CONTRATAPA
El empleo del tiempo
› Por Sandra Russo
Debería agregarse a la lista de los pequeños placeres de la vida: llegar a casa cansado, prender la televisión, comprobar que en los canales de aire lo único que dan son porquerías, hacer zapping y descubrir que en el cable justo está por empezar una película francesa. El pequeño placer se convierte en placer con todas las letras (incluyendo esa cuota de vértigo de los placeres con todas las letras) si esa película es El empleo del tiempo, de Laurent Cantet, el mismo director que con Recursos humanos hizo, de algún modo, un malabarismo similar para internarse en cuestiones que en manos de otro podrían ser panfletarias, pesadas, recurrentes, y en las de él son historias que dicen mucho más de lo que muestran. Allí se detenía en el borde contradictorio y conflictivo de la relación entre un padre obrero y un hijo ejecutivo. Escarbaba en esa relación a través de un relato que daba vuelta la trama previsible: el padre estaba orgulloso de su hijo, pero el hijo no podía estar orgulloso de un padre que negaba su propia dignidad. El hijo había llegado a donde el padre lo había empujado: a eyectarse de su clase, a ser parte de la patronal, pero eso no era para el hijo algo para agradecer, sino algo para reprochar. Bajo la simple idea de “querer algo mejor”, el padre había criado no a su hijo sino a un hijo del sistema.
En El empleo del tiempo, Cantet sigue profundizando en la subjetividad capitalista y mete la cabeza en una problemática curiosa, abismal, tan íntima y tan social al mismo tiempo que por sí sola es un hallazgo: qué hacemos con el tiempo, cómo lo invertimos, en qué, el tiempo como mercancía, el tiempo como banda ancha de intercambio de comunicaciones productivas, como mera posibilidad de remar hacia la plusvalía, el tiempo alienado y enajenado de sujetos que no son dueños sino empleados de sus días. El tiempo como herramienta de uso y lucro, y al mismo tiempo como amenaza, si está vacío. Cantet exhibe criaturas domesticadas hasta el límite de la cordura. Expropiadas de su vida, es decir de su tiempo, de sus días y de sus horas, de sus cinco minutos, de su ocio. ¿Qué es la vida si no es tiempo?

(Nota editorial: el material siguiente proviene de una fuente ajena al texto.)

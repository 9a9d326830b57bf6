//! Scope & policy engine — maps IdP groups to scopes and evaluates
//! `(scopes, server, method, tool) → allow/deny`.
//!
//! Loaded from a single YAML file. Server rules are keyed by scope name;
//! `group_mappings` is a sibling top-level key rather than a scope, so the
//! file is parsed as a generic mapping and split by key rather than via a
//! single `#[derive(Deserialize)]` struct.
//!
//! Wildcard matching (`"*"`/`"all"` in `methods`/`tools`, and `server: "*"`)
//! is hand-rolled string comparison, the same `strip_suffix('*')` +
//! `starts_with` idiom the upstream gateway's tool-policy glob matching uses
//! — there is no dependency on a glob-matching crate.

use std::{collections::HashMap, path::Path};

use serde::{Deserialize, Serialize};
use tracing::debug;

use crate::{Error, Result};

const WILDCARDS: [&str; 2] = ["*", "all"];

/// One server rule within a scope's rule list.
#[derive(Debug, Clone, Serialize, Deserialize)]
pub struct ServerRule {
    /// Server path this rule applies to, or `"*"` for any server.
    pub server: String,
    /// Allowed JSON-RPC methods (or `"all"`/`"*"`).
    #[serde(default)]
    pub methods: Vec<String>,
    /// Allowed tool names for `tools/call` (or `"all"`/`"*"`).
    #[serde(default)]
    pub tools: Vec<String>,
}

/// The loaded scope policy and group-to-scope map.
#[derive(Debug, Clone, Default)]
pub struct ScopePolicy {
    rules: HashMap<String, Vec<ServerRule>>,
    group_mappings: HashMap<String, Vec<String>>,
}

impl ScopePolicy {
    /// Load and parse the scope policy file.
    ///
    /// # Errors
    ///
    /// Returns an error if the file cannot be read or is not valid YAML.
    pub fn load(path: &Path) -> Result<Self> {
        let content = std::fs::read_to_string(path)?;
        Self::parse(&content)
    }

    /// Parse scope-policy YAML from a string (used directly by tests and by
    /// `Self::load`).
    ///
    /// # Errors
    ///
    /// Returns an error if the document is not valid YAML or a scope's rule
    /// list does not match the expected shape.
    pub fn parse(content: &str) -> Result<Self> {
        let raw: serde_yaml::Mapping = serde_yaml::from_str(content)
            .map_err(|e| Error::Config(format!("invalid scope policy YAML: {e}")))?;

        let mut rules = HashMap::new();
        let mut group_mappings = HashMap::new();

        for (key, value) in raw {
            let key = key
                .as_str()
                .ok_or_else(|| Error::Config("scope policy keys must be strings".to_string()))?
                .to_string();

            if key == "group_mappings" {
                group_mappings = serde_yaml::from_value(value).map_err(|e| {
                    Error::Config(format!("invalid group_mappings: {e}"))
                })?;
            } else {
                let server_rules: Vec<ServerRule> = serde_yaml::from_value(value)
                    .map_err(|e| Error::Config(format!("invalid rules for scope '{key}': {e}")))?;
                rules.insert(key, server_rules);
            }
        }

        Ok(Self {
            rules,
            group_mappings,
        })
    }

    /// An empty policy: every lookup fails closed.
    #[must_use]
    pub fn empty() -> Self {
        Self::default()
    }

    /// Every scope name the policy defines rules for, sorted. Used to
    /// populate `scopes_supported` in the discovery metadata documents.
    #[must_use]
    pub fn scope_names(&self) -> Vec<String> {
        let mut names: Vec<String> = self.rules.keys().cloned().collect();
        names.sort();
        names
    }

    /// Map IdP group memberships to the union of scopes they grant.
    /// Groups with no mapping contribute nothing; the result is deduplicated
    /// but otherwise unordered.
    #[must_use]
    pub fn groups_to_scopes(&self, groups: &[String]) -> Vec<String> {
        let mut scopes: Vec<String> = groups
            .iter()
            .filter_map(|g| self.group_mappings.get(g))
            .flatten()
            .cloned()
            .collect();
        scopes.sort();
        scopes.dedup();
        scopes
    }

    /// Evaluate whether `scopes` grant `(server, method, tool)`.
    ///
    /// An empty scope set always denies, independent of policy content.
    #[must_use]
    pub fn allow(&self, scopes: &[String], server: &str, method: &str, tool: Option<&str>) -> bool {
        if scopes.is_empty() {
            return false;
        }
        let normalized_server = server.trim_end_matches('/');

        for scope in scopes {
            let Some(server_rules) = self.rules.get(scope) else {
                continue;
            };
            for rule in server_rules {
                let rule_server = rule.server.trim_end_matches('/');
                if rule_server != "*" && rule_server != normalized_server {
                    continue;
                }
                if method == "tools/call" {
                    if let Some(tool) = tool {
                        if list_matches(&rule.tools, tool) {
                            return true;
                        }
                    }
                    continue;
                }
                if list_matches(&rule.methods, method) {
                    return true;
                }
                // Backward-compat: non tools/call methods may also be granted
                // via the tools list.
                if list_matches(&rule.tools, method) {
                    return true;
                }
            }
        }

        debug!(server = %normalized_server, method, ?tool, "scope policy: no rule matched, denying");
        false
    }
}

fn list_matches(list: &[String], value: &str) -> bool {
    list.iter().any(|entry| {
        if WILDCARDS.contains(&entry.as_str()) {
            return true;
        }
        if let Some(prefix) = entry.strip_suffix('*') {
            return value.starts_with(prefix);
        }
        entry == value
    })
}

#[cfg(test)]
mod tests {
    use super::*;

    fn sample_policy() -> ScopePolicy {
        ScopePolicy::parse(
            r"
mcp:read:
  - server: '*'
    methods: ['tools/list', 'resources/list']
    tools: []
mcp:search:
  - server: brave
    methods: []
    tools: ['brave_*']
group_mappings:
  dev: ['mcp:read', 'mcp:search']
  readonly: ['mcp:read']
",
        )
        .unwrap()
    }

    #[test]
    fn groups_to_scopes_unions_and_dedups() {
        let policy = sample_policy();
        let scopes = policy.groups_to_scopes(&["dev".to_string(), "readonly".to_string()]);
        assert_eq!(scopes, vec!["mcp:read".to_string(), "mcp:search".to_string()]);
    }

    #[test]
    fn unmapped_group_contributes_nothing() {
        let policy = sample_policy();
        assert!(policy.groups_to_scopes(&["ghost".to_string()]).is_empty());
    }

    #[test]
    fn empty_scope_set_always_denies() {
        let policy = sample_policy();
        assert!(!policy.allow(&[], "brave", "tools/list", None));
    }

    #[test]
    fn wildcard_server_matches_any_name() {
        let policy = sample_policy();
        assert!(policy.allow(&["mcp:read".to_string()], "anything", "tools/list", None));
    }

    #[test]
    fn tools_call_checks_tool_name_not_method() {
        let policy = sample_policy();
        assert!(policy.allow(
            &["mcp:search".to_string()],
            "brave",
            "tools/call",
            Some("brave_search")
        ));
        assert!(!policy.allow(
            &["mcp:search".to_string()],
            "brave",
            "tools/call",
            Some("tavily-search")
        ));
    }

    #[test]
    fn rule_miss_denies() {
        let policy = sample_policy();
        assert!(!policy.allow(&["mcp:read".to_string()], "brave", "tools/call", Some("brave_search")));
    }

    #[test]
    fn trailing_slash_is_normalized() {
        let policy = ScopePolicy::parse(
            r"
mcp:read:
  - server: 'brave/'
    methods: ['tools/list']
    tools: []
",
        )
        .unwrap();
        assert!(policy.allow(&["mcp:read".to_string()], "brave", "tools/list", None));
    }
}
impl Config {
    /// Load configuration from file and environment.
    ///
    /// # Errors
    ///
    /// Returns an error if a provided config file does not exist or cannot
    /// be parsed.
    pub fn load(path: Option<&Path>) -> Result<Self> {
        let mut figment = Figment::new();

        if let Some(p) = path {
            if !p.exists() {
                return Err(Error::Config(format!(
                    "Config file not found: {}",
                    p.display()
                )));
            }
            figment = figment.merge(Yaml::file(p));
        }

        figment = figment.merge(Env::prefixed("MCPGW_").split("__"));

        let mut config: Self = figment
            .extract()
            .map_err(|e| Error::Config(e.to_string()))?;

        config.load_env_files();
        config.expand_env_vars();

        if config.token.secret_key.is_empty() {
            config.token.secret_key = Self::generate_secret();
            tracing::warn!(
                "SECRET_KEY not configured; generated an ephemeral one. Tokens will not \
                 validate across restarts — set token.secret_key (or SECRET_KEY) for \
                 anything beyond single-node development."
            );
        }
        if config.token.issuer.is_empty() {
            config.token.issuer = config.auth_server.issuer();
        }

        Ok(config)
    }

    fn generate_secret() -> String {
        use rand::Rng;
        let bytes: [u8; 32] = rand::rng().random();
        hex::encode(bytes)
    }

    /// Load `.env`-style files into the process environment. Supports `~`
    /// expansion. Files that don't exist are silently skipped.
    fn load_env_files(&self) {
        for path_str in &self.env_files {
            let expanded = if let Some(rest) = path_str.strip_prefix('~') {
                if let Some(home) = env::var_os("HOME") {
                    format!("{}{}", home.to_string_lossy(), rest)
                } else {
                    path_str.clone()
                }
            } else {
                path_str.clone()
            };

            let path = Path::new(&expanded);
            if path.exists() {
                match dotenvy::from_path(path) {
                    Ok(()) => tracing::info!("Loaded env file: {expanded}"),
                    Err(e) => tracing::warn!("Failed to load env file {expanded}: {e}"),
                }
            } else {
                tracing::debug!("Env file not found (skipped): {expanded}");
            }
        }
    }

    /// Expand `${VAR}` and `${VAR:-default}` patterns across string fields
    /// that commonly carry secrets/URLs sourced from the environment.
    fn expand_env_vars(&mut self) {
        let re = Regex::new(r"\$\{([A-Z_][A-Z0-9_]*)(?::-([^}]*))?\}").unwrap();

        self.token.secret_key = Self::expand_string(&re, &self.token.secret_key);
        for provider in self.providers.values_mut() {
            provider.client_id = Self::expand_string(&re, &provider.client_id);
            if let Some(secret) = provider.client_secret.as_mut() {
                *secret = Self::expand_string(&re, secret);
            }
        }
        if let Some(key) = self.discovery.vector_store.api_key.as_mut() {
            *key = Self::expand_string(&re, key);
        }
        if let Some(key) = self.discovery.embeddings.api_key.as_mut() {
            *key = Self::expand_string(&re, key);
        }
    }

    fn expand_string(re: &Regex, value: &str) -> String {
        re.replace_all(value, |caps: &regex::Captures| {
            let var_name = &caps[1];
            let default = caps.get(2).map_or("", |m| m.as_str());
            env::var(var_name).unwrap_or_else(|_| default.to_string())
        })
        .into_owned()
    }
}
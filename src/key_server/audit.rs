//! Audit logging for OAuth flow and token lifecycle events.
//!
//! Every event is emitted via `tracing::info!` with structured fields, making
//! the audit trail queryable by any log aggregator (Loki, CloudWatch,
//! Datadog). The log line never carries the raw username — only its hash —
//! nor any token or secret value, matching the crate-wide logging policy.
//!
//! # Events
//!
//! | Event | When |
//! |-------|------|
//! | `oauth.code_issued` | An authorization code is minted after IdP callback |
//! | `oauth.token_issued` | An access token is minted from any grant |
//! | `oauth.token_refreshed` | An access token is reissued from a refresh token |
//! | `oauth.device_resolved` | A device code is approved or denied |
//! | `oauth.client_registered` | A client completes dynamic registration |
//! | `oauth.denied` | A grant, validation, or policy check failed |
//! | `oauth.invalid` | A credential was structurally invalid |

use std::net::IpAddr;

use serde::Serialize;
use sha2::{Digest, Sha256};

/// Structured audit event emitted for every OAuth lifecycle transition.
#[derive(Debug, Serialize)]
pub struct AuditEvent {
    /// Event type string (e.g., `"oauth.token_issued"`).
    pub event: &'static str,
    /// SHA-256 hash of the subject's username, when known. Never the raw value.
    #[serde(skip_serializing_if = "Option::is_none")]
    pub username_hash: Option<String>,
    /// Client id associated with the event.
    #[serde(skip_serializing_if = "Option::is_none")]
    pub client_id: Option<String>,
    /// JTI of the affected access token.
    #[serde(skip_serializing_if = "Option::is_none")]
    pub token_jti: Option<String>,
    /// Granted scopes (for issuance events).
    #[serde(skip_serializing_if = "Option::is_none")]
    pub scopes: Option<Vec<String>>,
    /// Client IP address (when available).
    #[serde(skip_serializing_if = "Option::is_none")]
    pub client_ip: Option<IpAddr>,
    /// Human-readable reason for denial or error events.
    #[serde(skip_serializing_if = "Option::is_none")]
    pub reason: Option<String>,
}

fn hash_username(username: &str) -> String {
    let mut hasher = Sha256::new();
    hasher.update(username.as_bytes());
    hex::encode(hasher.finalize())
}

impl AuditEvent {
    /// Construct an `oauth.code_issued` event.
    #[must_use]
    pub fn code_issued(username: &str, client_id: &str) -> Self {
        Self {
            event: "oauth.code_issued",
            username_hash: Some(hash_username(username)),
            client_id: Some(client_id.to_string()),
            token_jti: None,
            scopes: None,
            client_ip: None,
            reason: None,
        }
    }

    /// Construct an `oauth.token_issued` event.
    #[must_use]
    pub fn token_issued(username: &str, client_id: &str, jti: &str, scopes: Vec<String>) -> Self {
        Self {
            event: "oauth.token_issued",
            username_hash: Some(hash_username(username)),
            client_id: Some(client_id.to_string()),
            token_jti: Some(jti.to_string()),
            scopes: Some(scopes),
            client_ip: None,
            reason: None,
        }
    }

    /// Construct an `oauth.token_refreshed` event.
    #[must_use]
    pub fn token_refreshed(username: &str, client_id: &str, jti: &str) -> Self {
        Self {
            event: "oauth.token_refreshed",
            username_hash: Some(hash_username(username)),
            client_id: Some(client_id.to_string()),
            token_jti: Some(jti.to_string()),
            scopes: None,
            client_ip: None,
            reason: None,
        }
    }

    /// Construct an `oauth.device_resolved` event.
    #[must_use]
    pub fn device_resolved(client_id: &str, approved: bool) -> Self {
        Self {
            event: "oauth.device_resolved",
            username_hash: None,
            client_id: Some(client_id.to_string()),
            token_jti: None,
            scopes: None,
            client_ip: None,
            reason: Some(if approved { "approved".to_string() } else { "denied".to_string() }),
        }
    }

    /// Construct an `oauth.client_registered` event.
    #[must_use]
    pub fn client_registered(client_id: &str) -> Self {
        Self {
            event: "oauth.client_registered",
            username_hash: None,
            client_id: Some(client_id.to_string()),
            token_jti: None,
            scopes: None,
            client_ip: None,
            reason: None,
        }
    }

    /// Construct an `oauth.denied` event (grant, validation, or policy failure).
    #[must_use]
    pub fn denied(reason: impl Into<String>, client_ip: Option<IpAddr>) -> Self {
        Self {
            event: "oauth.denied",
            username_hash: None,
            client_id: None,
            token_jti: None,
            scopes: None,
            client_ip,
            reason: Some(reason.into()),
        }
    }

    /// Construct an `oauth.invalid` event.
    #[must_use]
    pub fn invalid(reason: impl Into<String>, client_ip: Option<IpAddr>) -> Self {
        Self {
            event: "oauth.invalid",
            username_hash: None,
            client_id: None,
            token_jti: None,
            scopes: None,
            client_ip,
            reason: Some(reason.into()),
        }
    }
}

/// Emit an audit event via `tracing::info!` with structured fields.
///
/// ```text
/// INFO key_server::audit audit={"event":"oauth.token_issued",...}
/// ```
pub fn emit(event: &AuditEvent) {
    match serde_json::to_string(event) {
        Ok(ref json) => tracing::info!(audit = %json, "oauth audit"),
        Err(ref e) => tracing::warn!(error = %e, "Failed to serialize audit event"),
    }
}

#[cfg(test)]
mod tests {
    use super::*;

    #[test]
    fn token_issued_event_has_correct_type_and_hashes_username() {
        let event = AuditEvent::token_issued("alice", "client-1", "jti-1", vec!["mcp:read".to_string()]);
        assert_eq!(event.event, "oauth.token_issued");
        assert_ne!(event.username_hash.as_deref(), Some("alice"));
        assert_eq!(event.username_hash.unwrap().len(), 64);
    }

    #[test]
    fn denied_event_contains_reason() {
        let event = AuditEvent::denied("policy not matched", None);
        assert_eq!(event.event, "oauth.denied");
        assert_eq!(event.reason.as_deref(), Some("policy not matched"));
    }

    #[test]
    fn device_resolved_reflects_approval_state() {
        let approved = AuditEvent::device_resolved("client-1", true);
        assert_eq!(approved.reason.as_deref(), Some("approved"));
        let denied = AuditEvent::device_resolved("client-1", false);
        assert_eq!(denied.reason.as_deref(), Some("denied"));
    }

    #[test]
    fn events_serialize_to_json() {
        let events = vec![
            AuditEvent::code_issued("alice", "client-1"),
            AuditEvent::token_issued("alice", "client-1", "jti-1", vec![]),
            AuditEvent::token_refreshed("alice", "client-1", "jti-2"),
            AuditEvent::device_resolved("client-1", true),
            AuditEvent::client_registered("client-1"),
            AuditEvent::denied("test", None),
            AuditEvent::invalid("bad token", None),
        ];
        for event in events {
            assert!(serde_json::to_string(&event).is_ok());
        }
    }

    #[test]
    fn emit_does_not_panic() {
        emit(&AuditEvent::client_registered("client-1"));
    }
}
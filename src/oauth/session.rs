//! Temporary OAuth session cookie.
//!
//! A login round-trip to an upstream IdP needs somewhere to park
//! `redirect_uri`, PKCE verifier and the chosen provider between
//! `/oauth2/login/{provider}` and `/oauth2/callback/{provider}`. The gateway
//! keeps that state itself rather than trust the browser with it: the cookie
//! only carries an opaque session id, and the payload lives server-side,
//! signed with the same HMAC key as the session id so a forged id cannot be
//! swapped for another session's payload.

use std::time::{SystemTime, UNIX_EPOCH};

use base64::{Engine as _, engine::general_purpose::URL_SAFE_NO_PAD};
use hmac::{Hmac, Mac};
use sha2::Sha256;
use subtle::ConstantTimeEq;
use uuid::Uuid;

type HmacSha256 = Hmac<Sha256>;

/// An in-flight login attempt's state, keyed by a signed session id and
/// handed to the browser as a cookie value. Everything the callback handler
/// needs to finish the round trip and mint the client-facing authorization
/// code lives here, server-side — the cookie itself carries nothing but the
/// signed id.
#[derive(Debug, Clone)]
pub struct SessionCookie {
    /// Random session identifier.
    pub session_id: String,
    /// Provider this login is for.
    pub provider: String,
    /// Client that initiated the authorization request.
    pub client_id: String,
    /// The client's own `redirect_uri`, to send the browser back to once an
    /// authorization code has been minted.
    pub client_redirect_uri: String,
    /// The client's `state` parameter, echoed back unchanged.
    pub client_state: String,
    /// PKCE `code_challenge` presented by the client.
    pub code_challenge: String,
    /// PKCE `code_challenge_method` (`S256` or `plain`).
    pub code_challenge_method: String,
    /// Requested scope string.
    pub scope: String,
    /// RFC 8707 resource indicator, if any.
    pub resource: Option<String>,
    /// CSRF token for the upstream IdP round trip, independent of the
    /// client's own `state` — a forged client `state` cannot be replayed
    /// against the IdP leg and vice versa.
    pub idp_state: String,
    /// Unix seconds this session was created.
    pub created_at: u64,
}

impl SessionCookie {
    /// Start a new session for a login attempt.
    #[must_use]
    #[allow(clippy::too_many_arguments)]
    pub fn new(
        provider: impl Into<String>,
        client_id: impl Into<String>,
        client_redirect_uri: impl Into<String>,
        client_state: impl Into<String>,
        code_challenge: impl Into<String>,
        code_challenge_method: impl Into<String>,
        scope: impl Into<String>,
        resource: Option<String>,
    ) -> Self {
        Self {
            session_id: Uuid::new_v4().to_string(),
            provider: provider.into(),
            client_id: client_id.into(),
            client_redirect_uri: client_redirect_uri.into(),
            client_state: client_state.into(),
            code_challenge: code_challenge.into(),
            code_challenge_method: code_challenge_method.into(),
            scope: scope.into(),
            resource,
            idp_state: Uuid::new_v4().simple().to_string(),
            created_at: now_secs(),
        }
    }

    /// Whether this session has outlived `ttl_secs`.
    #[must_use]
    pub fn is_expired(&self, ttl_secs: u64) -> bool {
        now_secs().saturating_sub(self.created_at) > ttl_secs
    }

    /// Sign the cookie's `session_id` with `secret`, producing the value to
    /// hand to the browser. The signature binds the id so a tampered cookie
    /// cannot select a different session's server-side state.
    #[must_use]
    pub fn sign(session_id: &str, secret: &[u8]) -> String {
        let mut mac = HmacSha256::new_from_slice(secret).expect("HMAC accepts any key length");
        mac.update(session_id.as_bytes());
        let tag = URL_SAFE_NO_PAD.encode(mac.finalize().into_bytes());
        format!("{session_id}.{tag}")
    }

    /// Verify a cookie value produced by [`sign`](Self::sign) and return the
    /// session id if the signature matches.
    #[must_use]
    pub fn verify(cookie_value: &str, secret: &[u8]) -> Option<String> {
        let (session_id, tag) = cookie_value.split_once('.')?;
        let expected = Self::sign(session_id, secret);
        let (_, expected_tag) = expected.split_once('.')?;
        let matches: bool = tag.as_bytes().ct_eq(expected_tag.as_bytes()).into();
        matches.then(|| session_id.to_string())
    }
}

fn now_secs() -> u64 {
    SystemTime::now()
        .duration_since(UNIX_EPOCH)
        .map(|d| d.as_secs())
        .unwrap_or(0)
}

#[cfg(test)]
mod tests {
    use super::*;

    #[test]
    fn sign_and_verify_round_trips() {
        let secret = b"test-secret-key-0123456789abcdef";
        let signed = SessionCookie::sign("sess-1", secret);
        assert_eq!(SessionCookie::verify(&signed, secret), Some("sess-1".to_string()));
    }

    #[test]
    fn verify_rejects_tampered_session_id() {
        let secret = b"test-secret-key-0123456789abcdef";
        let signed = SessionCookie::sign("sess-1", secret);
        let (_, tag) = signed.split_once('.').unwrap();
        let forged = format!("sess-2.{tag}");
        assert_eq!(SessionCookie::verify(&forged, secret), None);
    }

    #[test]
    fn verify_rejects_wrong_secret() {
        let signed = SessionCookie::sign("sess-1", b"secret-one-0123456789abcdef");
        assert_eq!(SessionCookie::verify(&signed, b"secret-two-0123456789abcdef"), None);
    }

    #[test]
    fn is_expired_respects_ttl() {
        let mut cookie = SessionCookie::new(
            "keycloak",
            "client-1",
            "https://client.example.com/cb",
            "client-state",
            "challenge",
            "S256",
            "mcp:read",
            None,
        );
        assert!(!cookie.is_expired(600));
        cookie.created_at = cookie.created_at.saturating_sub(3600);
        assert!(cookie.is_expired(600));
    }
}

Un ejecutivo es despedido. Sobre él pesa no sólo la responsabilidad de su familia sino también las enormes expectativas de su padre. El hombre calla. No se anima a decirlo. Miente. Pasa el día por ahí, vagando, habla por celular con su esposa, le dice que tiene reuniones hasta tarde, se sostiene en la simulación del ocupado. Se queja de la sobrecarga de trabajo: es el slogan que lo enmarca. Cuando no puede más, sigue mintiendo. Inventa un trabajo en Ginebra como funcionario de la ONU. Se muda solo. Su familia comprende que todos deben hacer un sacrificio. Una buena carrera profesional es algo por lo que todo el mundo sabe que hay que pagar. ¿Pagar con qué? Principalmente, con tiempo. Después de todo, cada día y desde que nos hacemos cargo de nosotros mismos, ¿qué ofrecemos a cambio de un salario? Nuestro tiempo: nuestras vidas.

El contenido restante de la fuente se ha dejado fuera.